第16章 姫さんと狐の噂
そこから先のことはよく覚えていない。
気づけば華音は光秀の御殿で、光秀の部屋の中で彼と向き合っていた。
今まで華音は断固として湯浴み後は誰の部屋にも入ることはなかったが、今回ばかりはわけが違う。

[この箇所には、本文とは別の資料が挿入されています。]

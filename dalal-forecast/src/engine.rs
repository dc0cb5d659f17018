use chrono::{NaiveDate, Utc};
use dalal_core::{
    DalalError, Direction, ForecastConfig, ForecastPoint, ForecastResult, ModelFallback,
    ModelKind, PricePoint, business_days_after, round2,
};

use crate::arma::Band;
use crate::preprocess::prepare;
use crate::{seasonal, trend, volatility};

/// Produces three-model forecasts from a daily closing-price series.
///
/// The engine is stateless apart from its configuration and is cheap to
/// share; identical inputs yield identical outputs (the simulation is
/// seeded), except for `computed_at`.
#[derive(Debug, Clone, Default)]
pub struct ForecastEngine {
    cfg: ForecastConfig,
}

impl ForecastEngine {
    /// Create an engine with the given parameters.
    #[must_use]
    pub const fn new(cfg: ForecastConfig) -> Self {
        Self { cfg }
    }

    /// Active parameters.
    #[must_use]
    pub const fn config(&self) -> &ForecastConfig {
        &self.cfg
    }

    /// Compute the trend, seasonal and volatility forecasts for `symbol`.
    ///
    /// Behavior:
    /// - Non-finite and non-positive prices are dropped; only the most recent
    ///   `window` observations are used.
    /// - A model whose fit fails is replaced by its fallback output and
    ///   recorded in [`ForecastResult::fallbacks`]; such failures never fail
    ///   the whole forecast.
    /// - Direction is `Up` only when the trend model's terminal forecast is
    ///   strictly above the last price.
    /// - Reported prices are rounded to two decimals.
    ///
    /// # Errors
    /// Returns [`DalalError::InsufficientHistory`] when the series is too short
    /// to forecast at all. Callers treat this as "no result" and must not cache it.
    #[cfg_attr(
        feature = "tracing",
        tracing::instrument(
            name = "dalal_forecast::engine::forecast",
            skip(self, series),
            fields(symbol = %symbol, observations = series.len()),
        )
    )]
    pub fn forecast(
        &self,
        symbol: &str,
        display_name: &str,
        series: &[PricePoint],
    ) -> Result<ForecastResult, DalalError> {
        let cfg = &self.cfg;
        let prepared = prepare(series, cfg)?;
        let last = prepared.last_price();
        let mut fallbacks = Vec::new();

        let (trend_band, trend_order) = match trend::forecast(&prepared.prices, cfg) {
            Ok(t) => (t.band, Some(t.order)),
            Err(e) => {
                note_fallback(&mut fallbacks, symbol, ModelKind::Trend, &e);
                (Band::flat(last, cfg.horizon), None)
            }
        };

        let seasonal_band = seasonal::forecast(&prepared.prices, trend_order, cfg)
            .unwrap_or_else(|e| {
                note_fallback(&mut fallbacks, symbol, ModelKind::Seasonal, &e);
                seasonal::fallback(&trend_band, last, cfg)
            });

        let volatility_band = volatility::forecast(&prepared.returns_pct, last, cfg)
            .unwrap_or_else(|e| {
                note_fallback(&mut fallbacks, symbol, ModelKind::Volatility, &e);
                Band::flat(last, cfg.horizon)
            });

        let direction = match trend_band.terminal() {
            Some(t) if t > last => Direction::Up,
            _ => Direction::Down,
        };

        let dates = business_days_after(prepared.last_date, cfg.horizon);
        Ok(ForecastResult {
            symbol: symbol.to_string(),
            display_name: display_name.to_string(),
            last_price: round2(last),
            last_date: prepared.last_date,
            direction,
            trend: to_points(&dates, &trend_band),
            seasonal: to_points(&dates, &seasonal_band),
            volatility: to_points(&dates, &volatility_band),
            trend_order,
            fallbacks,
            computed_at: Utc::now(),
        })
    }
}

#[cfg_attr(not(feature = "tracing"), allow(unused_variables))]
fn note_fallback(out: &mut Vec<ModelFallback>, symbol: &str, model: ModelKind, err: &DalalError) {
    #[cfg(feature = "tracing")]
    tracing::warn!(symbol = %symbol, model = %model, error = %err, "model fit failed; using fallback");
    out.push(ModelFallback {
        model,
        reason: err.to_string(),
    });
}

fn to_points(dates: &[NaiveDate], band: &Band) -> Vec<ForecastPoint> {
    dates
        .iter()
        .zip(band.mean.iter().zip(band.lower.iter().zip(&band.upper)))
        .map(|(&date, (&price, (&lower, &upper)))| ForecastPoint {
            date,
            price: round2(price),
            lower: round2(lower),
            upper: round2(upper),
        })
        .collect()
}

今の華音が身につけているのは心許ない厚さの夜着のみ。
医療道具も湯浴みの間に回収された。
「…私をどうするつもりですか」
「そうだな。俺なりに色々考えたが、やはり秘密は共有するに限る」
「共有…?」
「華音、お前の秘密を話せ。お前がどこから来たのか、何者なのか」
「私の身の上話を聞いて何になるのですか」
「お前が俺の秘密を守る代わりに、俺もお前の秘密を守る」
華音の秘密が明かされたところで、華音に得も損もない。
しかし光秀の話に乗れば、もう少し深く光秀に踏み込める気もした。
決めあぐねていると、光秀は華音の腕を掴んで引き寄せた。
咄嗟のことでよろけそうになったのを、もう片方の腕で華音の腰に回して支える。
掴まれた腕と腰が全く動かない。
男女の力の差への悔しさは、次の光秀の行動でどこかへ行った。
光秀は、普段は白い羽織で隠されている華音の白く細い首をかぷりと甘噛みした。
「…ぅ…っ!」
視覚的にも感覚的にも衝撃だったため、思わず華音は声をあげた。
耳に神経を集中しなければ聞こえないほどの、か細い声で。
「話せ華音、これ以上のことを俺がする前に」
「……!」
光秀の華音に向ける目は色んなものが混ざり合っていた。
華音はそっと掴まれていない方の手を光秀の頰に伸ばす。
「っ……?」
手のひらで包み込んだ頬は、熱かった。
「……なんで、貴方がそんな顔をする。どうして貴方が苦しそうな顔をする…!」
「……っ」
苦しいのは私も同じだと、華音は言いたかった。
「…あんまりだ」
目から溢れそうだったものを、今度は華音自身がぐいっと強引に手の甲で拭った。
清廉潔白で高潔の印象が強い普段とは違い、薄い夜着に包まれ先程の光秀の行動により熱を持った今の華音の体は蠱惑的で、今にも泣きそうな表情は幼かった。